A light dusting of December snow had turned the mountains white, but Elizabeth Clark barely noticed. It had been 438 days since Hurricane Helene’s floodwaters destroyed her home’s foundation, flooded the first floor, ruined the septic system and swallowed nearly everything her family owned. Her mortgage company paused payments for a year, but now is pressing her over the $270,000 she still owes on a house that is no longer safe to live in.

“I’ve never missed a payment in my whole life,” said Clark, a neonatal nurse at a nearby hospital. “Here now, at 42 years old, I’m having to consider foreclosing.”

In November 2024, Clark applied for a voluntary FEMA-funded buyout that would let the government purchase her storm-damaged property at its pre-flood value, allowing her family to move on while also reducing future disaster risk. Instead, more than a year later, she has heard almost nothing.

After weeks in a hotel and eight months renting from friends, Clark, her husband Calvin and their three school-aged children now live nearly an hour away in a small home they once rented out. The commute back to school, sports and grandparents is long, and losing their tenants has been another financial blow.

“There’s so little information,” she said. “Nobody really has any answers. We are just sitting here, waiting.”

Clark is far from alone. More than 800 storm victims across Helene-ravaged western North Carolina have applied under FEMA’s Hazard Mitigation Grant Program. By Dec. 15, nearly 600 buyout requests had been sent to Washington. Not a single one has been approved.

Governor Josh Stein called the paralysis “absolutely unacceptable” and warned that families remain trapped “paying expenses on homes they cannot live in while they await word from FEMA.” FEMA declined to comment.

The delays stand in stark contrast to President Trump’s promises during a visit earlier this year, when he vowed to “slash through every bureaucratic barrier” and said “every single inch of every property will be fully rebuilt, greater and more beautiful than it was before.” Instead, many of his own supporters in rural North Carolina are stuck in financial and emotional limbo.

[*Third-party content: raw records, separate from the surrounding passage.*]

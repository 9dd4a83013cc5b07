//! Source image lookup under the uploads directory.
//!
//! Category images are matched by file stem using a fixed list of naming
//! strategies. Product images are every accepted file in the product's SKU
//! directory. A missing image is never an error; callers fall back to the
//! placeholder.

use std::fs;
use std::io;
use std::path::{Path, PathBuf};

use shelfsync_catalog::slugify;

use crate::paths::{CatalogPaths, is_safe_component};

/// Accepted source extensions, in preference order when several files share a stem.
pub const IMAGE_EXTENSIONS: [&str; 4] = ["jpg", "jpeg", "png", "webp"];

/// Ways a category image file may be named, tried in order.
#[derive(Debug, Clone, Copy, PartialEq, Eq)]
pub enum CategoryImageStrategy {
    /// `slugify(name)`, e.g. `armatura`.
    TransliteratedName,
    /// Lowercased name with spaces as hyphens, e.g. `листовой-прокат`.
    HyphenatedName,
    /// Lowercased name with spaces as underscores, e.g. `листовой_прокат`.
    UnderscoredName,
    /// The category's final slug.
    FinalSlug,
}

impl CategoryImageStrategy {
    pub const ORDER: [CategoryImageStrategy; 4] = [
        CategoryImageStrategy::TransliteratedName,
        CategoryImageStrategy::HyphenatedName,
        CategoryImageStrategy::UnderscoredName,
        CategoryImageStrategy::FinalSlug,
    ];

    /// File stem this strategy looks for.
    pub fn stem(&self, name: &str, slug: &str) -> String {
        match self {
            CategoryImageStrategy::TransliteratedName => slugify(name),
            CategoryImageStrategy::HyphenatedName => name.trim().to_lowercase().replace(' ', "-"),
            CategoryImageStrategy::UnderscoredName => name.trim().to_lowercase().replace(' ', "_"),
            CategoryImageStrategy::FinalSlug => slug.to_string(),
        }
    }
}

/// A source image chosen for a category.
#[derive(Debug, Clone, PartialEq, Eq)]
pub struct ResolvedImage {
    pub path: PathBuf,
    pub strategy: CategoryImageStrategy,
}

/// Listing of `uploads/categories/`, scanned once per batch.
#[derive(Debug, Default)]
pub struct CategoryImages {
    files: Vec<PathBuf>,
}

impl CategoryImages {
    pub fn scan(paths: &CatalogPaths) -> Self {
        let dir = paths.category_uploads();
        let files = list_images(&dir).unwrap_or_else(|e| {
            log::warn!("Cannot list category images in {}: {e}", dir.display());
            Vec::new()
        });
        Self { files }
    }

    /// First file matching any strategy, in strategy order.
    pub fn resolve(&self, name: &str, slug: &str) -> Option<ResolvedImage> {
        CategoryImageStrategy::ORDER.iter().find_map(|strategy| {
            let stem = strategy.stem(name, slug);
            find_by_stem(&self.files, &stem).map(|path| ResolvedImage {
                path: path.clone(),
                strategy: *strategy,
            })
        })
    }
}

/// All source images of a product, sorted by file name.
pub fn resolve_product_images(paths: &CatalogPaths, sku: &str) -> Vec<PathBuf> {
    if !is_safe_component(sku) {
        log::warn!("SKU {sku:?} cannot name a directory; skipping its images");
        return Vec::new();
    }
    let dir = paths.product_uploads(sku);
    list_images(&dir).unwrap_or_else(|e| {
        log::warn!("Cannot list images in {}: {e}", dir.display());
        Vec::new()
    })
}

/// Files in `dir` with an accepted extension, sorted by file name.
/// A missing directory yields an empty list.
pub fn list_images(dir: &Path) -> io::Result<Vec<PathBuf>> {
    let entries = match fs::read_dir(dir) {
        Ok(entries) => entries,
        Err(e) if e.kind() == io::ErrorKind::NotFound => return Ok(Vec::new()),
        Err(e) => return Err(e),
    };

    let mut files = Vec::new();
    for entry in entries {
        let path = entry?.path();
        if path.is_file() && extension_rank(&path).is_some() {
            files.push(path);
        }
    }
    files.sort_by(|a, b| a.file_name().cmp(&b.file_name()));
    Ok(files)
}

/// Position of the file's extension in [`IMAGE_EXTENSIONS`], case-insensitive.
fn extension_rank(path: &Path) -> Option<usize> {
    let ext = path.extension()?.to_str()?.to_ascii_lowercase();
    IMAGE_EXTENSIONS.iter().position(|e| *e == ext)
}

/// The file whose stem equals `stem` (case-insensitive), preferring the
/// earliest extension in [`IMAGE_EXTENSIONS`].
fn find_by_stem<'a>(files: &'a [PathBuf], stem: &str) -> Option<&'a PathBuf> {
    if stem.is_empty() {
        return None;
    }
    let stem = stem.to_lowercase();
    files
        .iter()
        .filter(|path| {
            path.file_stem()
                .and_then(|s| s.to_str())
                .is_some_and(|s| s.to_lowercase() == stem)
        })
        .min_by_key(|path| extension_rank(path))
}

“The uncertainty has taken a heavy toll – financially, emotionally, and on my family’s sense of security,” Clark wrote in an August letter. “It is heartbreaking to think that, after surviving a disaster, we may lose everything because of timelines and red tape that are beyond our control.”

Rob Moore of the Natural Resources Defense Council said FEMA buyouts have long helped people escape repeated disasters, but even under normal conditions they move slowly. Now, with FEMA facing staffing cuts and political uncertainty under Trump, delays are worsening. A 2019 study found buyouts take a median of five years to complete.

“Under the best of circumstances, these things take more time than they should. But these are clearly not the best of circumstances,” Moore said.

Local governments in North Carolina moved unusually fast after Helene, opening applications just months after the storm. But federal approvals never came.

“We were hoping that because we started earlier, that we would see buyouts already started and/or reconstruction already started, but we haven’t seen that,” said Buncombe County manager Avril Pinder. “There is hope, but that hope is dwindling because it’s been a year now that they’ve applied for this, and they’re still carrying a mortgage or rent someplace else. And they’re trying to move ahead with their lives.”

For Carey and Steve Hayo, whose Hendersonville-area home was wiped out by a landslide during Helene, the wait has been just as brutal. With no mortgage but no insurance coverage for landslides, they have lost nearly everything and are now living in their third temporary home.

“It’s like a bad nightmare,” Carey Hayo said. “You get hopeful, and then you don’t hear anything … There’s just no information.”

For Trump voters across western North Carolina, the message from Washington has become painfully clear: the president who promised to cut red tape and rebuild their homes has instead left them buried in it.